Qu’est-ce que j’ai fait ?

Elle but une nouvelle gorgée de vin. Elle regrettait sa vie d’avant, juste quelques mois plus tôt. Quand elle n’était personne, qu’elle était célibataire et se consacrait exclusivement à son travail. Mais tout cela était du passé. Tout avait disparu quand elle avait rencontré Julián.

Non. Quand elle lui avait dit « oui ».

La mort d’Edmond la torturait. Et maintenant, elle en mesurait les conséquences.

J’ai fait entrer l’assassin.

Quelqu’un au Palais royal l’avait dupée.

Et maintenant, elle en savait trop.

Rien ne prouvait que le prince fût derrière le meurtre, ni même qu’il ait été au courant du complot. Mais elle savait comment cela se passait au Palais. Rien ne se faisait sans sa bénédiction, sinon son accord.

J’en ai trop dit à Julián !

Ces dernières semaines, Ambra s’était sentie obligée de justifier ses moindres absences auprès de son fiancé. Elle lui avait révélé les détails de la présentation d’Edmond. Et sa franchise avait mené à ce désastre.

Elle ferma le robinet, sécha ses mains, attrapa son verre et avala les dernières gouttes. Dans le miroir, elle voyait une inconnue — où était passée la directrice de musée si sûre d’elle ? Tout ce qu’elle distinguait à présent, c’était le regret, le remords.

J’ai commis tant d’erreurs…

Aurait-elle pu agir différemment ? Quatre mois plus tôt, par un soir pluvieux à Madrid, elle assistait à un gala de bienfaisance au Reina Sofía, le musée d’art moderne…

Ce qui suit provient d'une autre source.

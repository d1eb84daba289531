use serde::{Deserialize, Serialize};

use super::Message;

/// Parameters for a single completion call
#[derive(Debug, Clone, Serialize, Deserialize)]
pub struct LlmRequest {
    pub messages: Vec<Message>,
    #[serde(skip_serializing_if = "Option::is_none")]
    pub temperature: Option<f32>,
    #[serde(skip_serializing_if = "Option::is_none")]
    pub max_tokens: Option<u32>,
}

impl LlmRequest {
    pub fn new(messages: Vec<Message>) -> Self {
        Self {
            messages,
            temperature: None,
            max_tokens: None,
        }
    }

    pub fn builder() -> LlmRequestBuilder {
        LlmRequestBuilder::new()
    }

    /// Text of the last user message, if any
    pub fn last_user_text(&self) -> Option<&str> {
        self.messages
            .iter()
            .rev()
            .find(|m| m.role == super::MessageRole::User)
            .map(|m| m.content_text())
    }
}

/// Builder for LlmRequest
#[derive(Debug, Default)]
pub struct LlmRequestBuilder {
    messages: Vec<Message>,
    temperature: Option<f32>,
    max_tokens: Option<u32>,
}

impl LlmRequestBuilder {
    pub fn new() -> Self {
        Self::default()
    }

    pub fn message(mut self, message: Message) -> Self {
        self.messages.push(message);
        self
    }

    pub fn user(self, content: impl Into<String>) -> Self {
        self.message(Message::user(content))
    }

    pub fn temperature(mut self, temp: f32) -> Self {
        self.temperature = Some(temp);
        self
    }

    pub fn max_tokens(mut self, tokens: u32) -> Self {
        self.max_tokens = Some(tokens);
        self
    }

    pub fn build(self) -> LlmRequest {
        LlmRequest {
            messages: self.messages,
            temperature: self.temperature,
            max_tokens: self.max_tokens,
        }
    }
}

#[cfg(test)]
mod tests {
    use super::*;

    #[test]
    fn test_request_builder() {
        let request = LlmRequest::builder()
            .message(Message::assistant("Earlier answer"))
            .user("Hello!")
            .temperature(0.0)
            .max_tokens(200)
            .build();

        assert_eq!(request.messages.len(), 2);
        assert_eq!(request.temperature, Some(0.0));
        assert_eq!(request.max_tokens, Some(200));
        assert_eq!(request.last_user_text(), Some("Hello!"));
    }

    #[test]
    fn test_request_serialization_skips_unset_fields() {
        let request = LlmRequest::new(vec![Message::user("hi")]);
        let json = serde_json::to_value(&request).unwrap();

        assert!(json.get("temperature").is_none());
        assert!(json.get("max_tokens").is_none());
    }
}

La plupart des invités avaient migré dans la salle 206.06 pour admirer la plus belle pièce du musée : Guernica. Sur une toile de près de huit mètres de longueur, Picasso évoquait le bombardement de cette petite ville basque pendant la Guerre civile. Cette peinture mettait mal à l’aise Ambra. Elle était un rappel trop douloureux de la répression du régime franquiste entre 1939 et 1975.

Elle avait donc choisi de s’isoler et d’aller voir au calme l’une de ses peintres préférées, Maruja Mallo — une surréaliste de Galice dont le succès dans les années trente avait permis de briser le plafond de verre qui écrasait les artistes espagnoles.

Ambra était toute seule devant La Verbena, une satire politique d’un symbolisme complexe, quand une voix grave avait déclaré derrière elle :

Es casi tan guapa como tú. C’est presque aussi beau que vous.

Sans blague ! Ambra était restée immobile, se retenant de se retourner pour lever ostensiblement les yeux au ciel. Durant ce genre de soirée, les musées attiraient autant de lourdauds que d’amateurs d’art.

¿ Qué crees que significa ? avait insisté l’homme. Vous savez ce que cela signifie ?

Elle lui avait répondu en anglais, espérant que parler une langue étrangère ferait fuir l’importun :

— Aucune idée, avait-elle menti. Mais ça me plaît.

— Moi aussi, ça me plaît, avait renchéri l’inconnu dans un anglais oxfordien. Mallo était tellement en avance sur son temps. Malheureusement, pour un profane, cette beauté empêche d’en saisir la profondeur. (Il avait gardé le silence un instant pour ménager son effet.) Une femme comme vous doit rencontrer constamment ce genre de problème, non ?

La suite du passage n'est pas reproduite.